# DESCRIPTION OF THE TASK
Output only the stretch of the listing that starts at the line containing "over the same" and ends at the line containing "that no single", reproduced exactly with both ends.
Top of LISTED ENTRIES
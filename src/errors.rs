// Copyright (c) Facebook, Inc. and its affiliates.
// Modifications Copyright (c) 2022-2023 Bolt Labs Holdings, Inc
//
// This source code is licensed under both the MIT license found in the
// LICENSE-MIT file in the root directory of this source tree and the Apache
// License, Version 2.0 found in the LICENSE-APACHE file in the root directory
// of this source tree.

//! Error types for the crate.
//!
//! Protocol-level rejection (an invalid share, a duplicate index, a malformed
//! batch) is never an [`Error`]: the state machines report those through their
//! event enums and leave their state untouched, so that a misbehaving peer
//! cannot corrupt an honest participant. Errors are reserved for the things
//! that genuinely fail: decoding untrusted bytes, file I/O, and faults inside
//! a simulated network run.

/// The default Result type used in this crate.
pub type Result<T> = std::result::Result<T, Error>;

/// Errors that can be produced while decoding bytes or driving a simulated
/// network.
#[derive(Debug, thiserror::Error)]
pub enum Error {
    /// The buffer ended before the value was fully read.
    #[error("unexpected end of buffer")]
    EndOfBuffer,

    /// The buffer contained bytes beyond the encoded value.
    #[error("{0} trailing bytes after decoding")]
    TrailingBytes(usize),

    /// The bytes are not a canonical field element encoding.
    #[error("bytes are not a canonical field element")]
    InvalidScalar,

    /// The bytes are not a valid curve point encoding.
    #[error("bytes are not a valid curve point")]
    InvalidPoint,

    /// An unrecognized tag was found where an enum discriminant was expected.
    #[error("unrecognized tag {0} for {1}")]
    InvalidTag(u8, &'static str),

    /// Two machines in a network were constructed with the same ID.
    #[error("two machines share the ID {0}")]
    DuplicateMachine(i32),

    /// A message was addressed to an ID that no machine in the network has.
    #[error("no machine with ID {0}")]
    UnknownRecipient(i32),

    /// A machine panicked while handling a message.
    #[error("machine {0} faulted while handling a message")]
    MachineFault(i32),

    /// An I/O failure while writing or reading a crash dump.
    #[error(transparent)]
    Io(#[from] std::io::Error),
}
Bottom of LISTED ENTRIES
Top of LISTED ENTRIES
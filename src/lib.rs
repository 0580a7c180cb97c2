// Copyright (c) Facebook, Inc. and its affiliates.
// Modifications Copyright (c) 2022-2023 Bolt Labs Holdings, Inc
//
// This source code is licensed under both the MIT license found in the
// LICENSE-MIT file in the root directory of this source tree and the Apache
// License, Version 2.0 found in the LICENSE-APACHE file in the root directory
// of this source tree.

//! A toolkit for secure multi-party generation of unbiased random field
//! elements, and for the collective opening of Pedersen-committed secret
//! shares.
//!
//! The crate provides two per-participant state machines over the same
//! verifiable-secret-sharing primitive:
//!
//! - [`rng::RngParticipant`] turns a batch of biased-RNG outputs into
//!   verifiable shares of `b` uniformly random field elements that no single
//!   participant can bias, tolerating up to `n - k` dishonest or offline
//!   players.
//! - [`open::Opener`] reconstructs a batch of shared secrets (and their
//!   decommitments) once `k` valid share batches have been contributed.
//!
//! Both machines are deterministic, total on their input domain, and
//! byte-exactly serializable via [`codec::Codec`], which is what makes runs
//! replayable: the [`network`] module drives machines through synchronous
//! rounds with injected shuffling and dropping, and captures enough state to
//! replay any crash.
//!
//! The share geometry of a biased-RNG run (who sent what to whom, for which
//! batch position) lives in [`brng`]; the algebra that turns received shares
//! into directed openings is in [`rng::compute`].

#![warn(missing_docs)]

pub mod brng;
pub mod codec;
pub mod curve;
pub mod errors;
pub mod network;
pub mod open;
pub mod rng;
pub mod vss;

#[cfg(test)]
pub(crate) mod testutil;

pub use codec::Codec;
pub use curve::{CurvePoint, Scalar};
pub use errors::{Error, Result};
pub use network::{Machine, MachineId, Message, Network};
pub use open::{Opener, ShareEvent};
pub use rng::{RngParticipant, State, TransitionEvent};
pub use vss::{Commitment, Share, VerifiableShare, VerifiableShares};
Bottom of LISTED ENTRIES
Top of LISTED ENTRIES
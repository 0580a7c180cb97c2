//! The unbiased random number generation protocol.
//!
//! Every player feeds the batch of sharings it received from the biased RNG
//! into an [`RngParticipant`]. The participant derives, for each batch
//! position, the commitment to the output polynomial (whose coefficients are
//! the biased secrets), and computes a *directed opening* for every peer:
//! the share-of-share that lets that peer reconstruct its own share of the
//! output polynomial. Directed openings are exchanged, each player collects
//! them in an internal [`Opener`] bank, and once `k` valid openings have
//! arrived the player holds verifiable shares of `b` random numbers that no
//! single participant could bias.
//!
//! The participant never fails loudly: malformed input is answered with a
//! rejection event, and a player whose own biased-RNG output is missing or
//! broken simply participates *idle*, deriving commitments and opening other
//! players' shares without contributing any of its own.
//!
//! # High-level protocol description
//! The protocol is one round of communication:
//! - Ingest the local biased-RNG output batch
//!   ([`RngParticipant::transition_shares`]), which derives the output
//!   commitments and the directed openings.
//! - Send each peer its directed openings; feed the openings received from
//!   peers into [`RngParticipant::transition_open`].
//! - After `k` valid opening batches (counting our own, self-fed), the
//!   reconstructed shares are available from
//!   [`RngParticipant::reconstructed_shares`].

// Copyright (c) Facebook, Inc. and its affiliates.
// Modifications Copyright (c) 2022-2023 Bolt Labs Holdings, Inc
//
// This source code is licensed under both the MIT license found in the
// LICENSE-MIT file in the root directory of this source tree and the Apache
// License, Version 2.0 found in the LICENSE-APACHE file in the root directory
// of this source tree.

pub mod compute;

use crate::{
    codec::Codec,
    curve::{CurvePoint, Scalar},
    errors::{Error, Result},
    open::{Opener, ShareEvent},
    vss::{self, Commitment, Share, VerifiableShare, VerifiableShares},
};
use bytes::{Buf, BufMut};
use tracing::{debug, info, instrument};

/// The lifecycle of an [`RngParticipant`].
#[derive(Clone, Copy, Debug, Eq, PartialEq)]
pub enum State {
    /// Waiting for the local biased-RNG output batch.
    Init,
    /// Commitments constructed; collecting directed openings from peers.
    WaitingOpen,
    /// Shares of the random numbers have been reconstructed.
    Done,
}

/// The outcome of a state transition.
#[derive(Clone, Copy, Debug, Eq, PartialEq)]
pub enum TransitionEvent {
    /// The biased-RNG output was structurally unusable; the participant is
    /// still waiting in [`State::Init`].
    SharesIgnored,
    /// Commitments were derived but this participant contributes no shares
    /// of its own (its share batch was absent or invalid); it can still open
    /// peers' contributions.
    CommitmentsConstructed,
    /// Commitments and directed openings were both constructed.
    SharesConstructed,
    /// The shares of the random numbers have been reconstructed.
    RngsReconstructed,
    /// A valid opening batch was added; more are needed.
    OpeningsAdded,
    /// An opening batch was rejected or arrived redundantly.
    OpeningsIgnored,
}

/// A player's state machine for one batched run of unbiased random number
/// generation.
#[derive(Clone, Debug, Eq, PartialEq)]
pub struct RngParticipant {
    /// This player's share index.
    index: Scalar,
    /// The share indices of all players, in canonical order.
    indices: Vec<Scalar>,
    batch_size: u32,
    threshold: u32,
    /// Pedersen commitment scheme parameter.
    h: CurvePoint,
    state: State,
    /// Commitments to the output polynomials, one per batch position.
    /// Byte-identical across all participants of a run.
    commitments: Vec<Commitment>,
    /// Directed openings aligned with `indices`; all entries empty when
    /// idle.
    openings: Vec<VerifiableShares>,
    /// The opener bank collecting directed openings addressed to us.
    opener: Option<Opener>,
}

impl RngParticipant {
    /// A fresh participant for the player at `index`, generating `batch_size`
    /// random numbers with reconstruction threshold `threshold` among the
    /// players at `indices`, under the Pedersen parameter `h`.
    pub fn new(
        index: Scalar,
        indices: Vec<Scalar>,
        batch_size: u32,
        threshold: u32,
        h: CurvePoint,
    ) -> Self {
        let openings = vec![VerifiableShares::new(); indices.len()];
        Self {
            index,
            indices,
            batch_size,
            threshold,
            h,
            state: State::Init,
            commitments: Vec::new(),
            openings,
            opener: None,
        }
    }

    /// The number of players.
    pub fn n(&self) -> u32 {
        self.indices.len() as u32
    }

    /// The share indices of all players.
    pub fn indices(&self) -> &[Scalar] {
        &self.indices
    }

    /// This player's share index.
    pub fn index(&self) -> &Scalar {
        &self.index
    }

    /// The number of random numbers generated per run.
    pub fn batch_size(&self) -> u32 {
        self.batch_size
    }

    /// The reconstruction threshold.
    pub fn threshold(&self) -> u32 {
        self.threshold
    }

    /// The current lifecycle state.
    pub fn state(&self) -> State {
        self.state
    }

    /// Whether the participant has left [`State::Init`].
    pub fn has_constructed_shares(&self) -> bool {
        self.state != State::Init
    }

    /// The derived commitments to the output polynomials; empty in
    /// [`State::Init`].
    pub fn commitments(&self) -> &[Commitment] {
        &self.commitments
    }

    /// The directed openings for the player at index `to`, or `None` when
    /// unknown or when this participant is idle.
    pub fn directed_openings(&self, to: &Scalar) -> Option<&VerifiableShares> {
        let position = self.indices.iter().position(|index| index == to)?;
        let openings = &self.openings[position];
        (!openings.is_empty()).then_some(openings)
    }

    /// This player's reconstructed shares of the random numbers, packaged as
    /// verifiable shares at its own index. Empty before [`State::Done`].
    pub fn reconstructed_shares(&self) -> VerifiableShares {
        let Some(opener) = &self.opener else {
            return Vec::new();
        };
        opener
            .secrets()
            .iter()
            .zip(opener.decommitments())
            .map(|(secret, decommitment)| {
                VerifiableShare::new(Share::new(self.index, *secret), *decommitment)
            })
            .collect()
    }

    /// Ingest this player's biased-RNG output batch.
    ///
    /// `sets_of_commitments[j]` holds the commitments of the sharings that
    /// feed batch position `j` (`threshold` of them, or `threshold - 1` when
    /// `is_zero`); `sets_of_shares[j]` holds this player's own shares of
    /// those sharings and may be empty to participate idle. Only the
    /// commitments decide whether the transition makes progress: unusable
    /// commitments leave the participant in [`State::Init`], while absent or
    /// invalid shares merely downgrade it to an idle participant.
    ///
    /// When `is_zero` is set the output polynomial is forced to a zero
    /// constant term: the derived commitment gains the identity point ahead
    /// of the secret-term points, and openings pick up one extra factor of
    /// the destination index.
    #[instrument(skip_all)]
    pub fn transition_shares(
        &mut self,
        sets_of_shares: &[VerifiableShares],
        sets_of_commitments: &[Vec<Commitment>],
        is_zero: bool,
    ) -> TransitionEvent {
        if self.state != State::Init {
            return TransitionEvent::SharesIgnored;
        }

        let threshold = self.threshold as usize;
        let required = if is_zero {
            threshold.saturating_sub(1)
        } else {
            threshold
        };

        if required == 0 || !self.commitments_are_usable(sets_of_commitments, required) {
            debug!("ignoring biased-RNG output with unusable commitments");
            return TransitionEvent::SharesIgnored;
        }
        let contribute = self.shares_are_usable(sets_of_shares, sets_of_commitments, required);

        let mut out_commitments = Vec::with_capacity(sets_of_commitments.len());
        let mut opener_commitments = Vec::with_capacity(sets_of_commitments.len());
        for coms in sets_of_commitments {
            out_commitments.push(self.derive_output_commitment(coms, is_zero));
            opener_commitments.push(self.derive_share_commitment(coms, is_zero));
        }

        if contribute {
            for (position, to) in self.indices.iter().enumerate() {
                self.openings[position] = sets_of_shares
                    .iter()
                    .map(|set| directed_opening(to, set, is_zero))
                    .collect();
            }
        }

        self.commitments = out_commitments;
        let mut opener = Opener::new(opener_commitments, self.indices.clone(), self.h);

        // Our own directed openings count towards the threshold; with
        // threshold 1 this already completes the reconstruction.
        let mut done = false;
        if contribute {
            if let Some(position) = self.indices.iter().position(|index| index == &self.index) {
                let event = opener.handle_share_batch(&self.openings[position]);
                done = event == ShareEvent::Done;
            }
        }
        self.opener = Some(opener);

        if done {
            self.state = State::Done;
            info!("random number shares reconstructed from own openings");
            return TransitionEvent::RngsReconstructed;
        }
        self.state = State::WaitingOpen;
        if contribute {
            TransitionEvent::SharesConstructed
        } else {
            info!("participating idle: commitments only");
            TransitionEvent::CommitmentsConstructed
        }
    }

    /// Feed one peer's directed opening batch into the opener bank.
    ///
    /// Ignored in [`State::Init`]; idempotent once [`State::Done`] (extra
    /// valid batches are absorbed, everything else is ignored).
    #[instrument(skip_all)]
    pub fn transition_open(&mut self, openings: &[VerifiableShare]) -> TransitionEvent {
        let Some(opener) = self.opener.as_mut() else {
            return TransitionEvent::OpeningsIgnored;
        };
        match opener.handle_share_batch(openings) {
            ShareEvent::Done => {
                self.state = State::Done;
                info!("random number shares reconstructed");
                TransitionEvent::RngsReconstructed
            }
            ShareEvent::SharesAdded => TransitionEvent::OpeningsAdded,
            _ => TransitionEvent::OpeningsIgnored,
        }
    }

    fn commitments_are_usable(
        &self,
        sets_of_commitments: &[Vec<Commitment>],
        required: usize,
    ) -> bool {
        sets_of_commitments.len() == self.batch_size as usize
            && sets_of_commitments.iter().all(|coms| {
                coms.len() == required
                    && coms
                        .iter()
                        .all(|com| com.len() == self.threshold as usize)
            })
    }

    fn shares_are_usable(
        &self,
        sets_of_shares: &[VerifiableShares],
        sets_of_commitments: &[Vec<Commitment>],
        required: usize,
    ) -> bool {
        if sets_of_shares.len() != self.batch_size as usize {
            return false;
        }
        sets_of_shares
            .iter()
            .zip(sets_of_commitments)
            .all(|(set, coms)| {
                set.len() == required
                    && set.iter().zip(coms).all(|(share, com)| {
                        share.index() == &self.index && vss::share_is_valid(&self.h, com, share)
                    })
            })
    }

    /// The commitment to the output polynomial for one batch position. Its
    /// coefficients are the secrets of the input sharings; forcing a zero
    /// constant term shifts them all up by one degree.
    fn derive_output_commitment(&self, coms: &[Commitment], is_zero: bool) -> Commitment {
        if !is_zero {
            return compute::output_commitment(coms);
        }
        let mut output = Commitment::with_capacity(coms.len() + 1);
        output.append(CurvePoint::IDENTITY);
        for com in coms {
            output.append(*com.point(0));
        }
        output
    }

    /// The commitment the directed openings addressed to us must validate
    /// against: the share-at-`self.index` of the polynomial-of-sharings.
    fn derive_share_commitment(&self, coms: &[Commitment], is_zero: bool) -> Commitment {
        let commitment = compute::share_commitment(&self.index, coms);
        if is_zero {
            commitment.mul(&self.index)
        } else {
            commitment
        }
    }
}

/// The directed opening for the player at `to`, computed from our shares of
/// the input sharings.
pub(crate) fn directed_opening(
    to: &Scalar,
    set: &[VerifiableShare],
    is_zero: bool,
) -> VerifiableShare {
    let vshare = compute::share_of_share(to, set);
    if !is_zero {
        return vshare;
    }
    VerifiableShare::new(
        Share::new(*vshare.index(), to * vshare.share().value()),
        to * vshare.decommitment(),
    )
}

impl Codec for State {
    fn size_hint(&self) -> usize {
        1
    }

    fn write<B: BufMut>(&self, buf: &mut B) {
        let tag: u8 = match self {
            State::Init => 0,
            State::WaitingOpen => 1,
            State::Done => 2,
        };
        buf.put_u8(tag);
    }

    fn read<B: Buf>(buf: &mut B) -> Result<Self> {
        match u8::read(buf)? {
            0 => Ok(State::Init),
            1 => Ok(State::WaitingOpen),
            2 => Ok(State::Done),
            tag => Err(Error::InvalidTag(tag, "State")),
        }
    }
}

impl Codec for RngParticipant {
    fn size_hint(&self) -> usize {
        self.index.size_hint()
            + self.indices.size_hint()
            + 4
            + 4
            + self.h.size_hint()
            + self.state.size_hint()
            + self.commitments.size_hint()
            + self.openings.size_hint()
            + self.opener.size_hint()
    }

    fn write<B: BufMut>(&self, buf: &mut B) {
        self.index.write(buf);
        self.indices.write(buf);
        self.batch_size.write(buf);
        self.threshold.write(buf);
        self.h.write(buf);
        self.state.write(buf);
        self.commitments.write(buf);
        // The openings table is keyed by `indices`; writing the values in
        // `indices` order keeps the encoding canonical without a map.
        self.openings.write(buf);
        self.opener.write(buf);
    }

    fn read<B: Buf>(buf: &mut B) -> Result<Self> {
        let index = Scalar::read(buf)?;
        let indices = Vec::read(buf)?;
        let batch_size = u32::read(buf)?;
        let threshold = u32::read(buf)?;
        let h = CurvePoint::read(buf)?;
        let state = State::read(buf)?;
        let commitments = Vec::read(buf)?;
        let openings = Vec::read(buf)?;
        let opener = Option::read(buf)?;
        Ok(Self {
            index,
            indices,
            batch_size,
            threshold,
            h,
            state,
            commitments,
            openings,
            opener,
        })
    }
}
Bottom of LISTED ENTRIES
# RESPONSE TO THIS EXERCISE
//! The crate provides two per-participant state machines over the same
//! verifiable-secret-sharing primitive:
//!
//! - [`rng::RngParticipant`] turns a batch of biased-RNG outputs into
//!   verifiable shares of `b` uniformly random field elements that no single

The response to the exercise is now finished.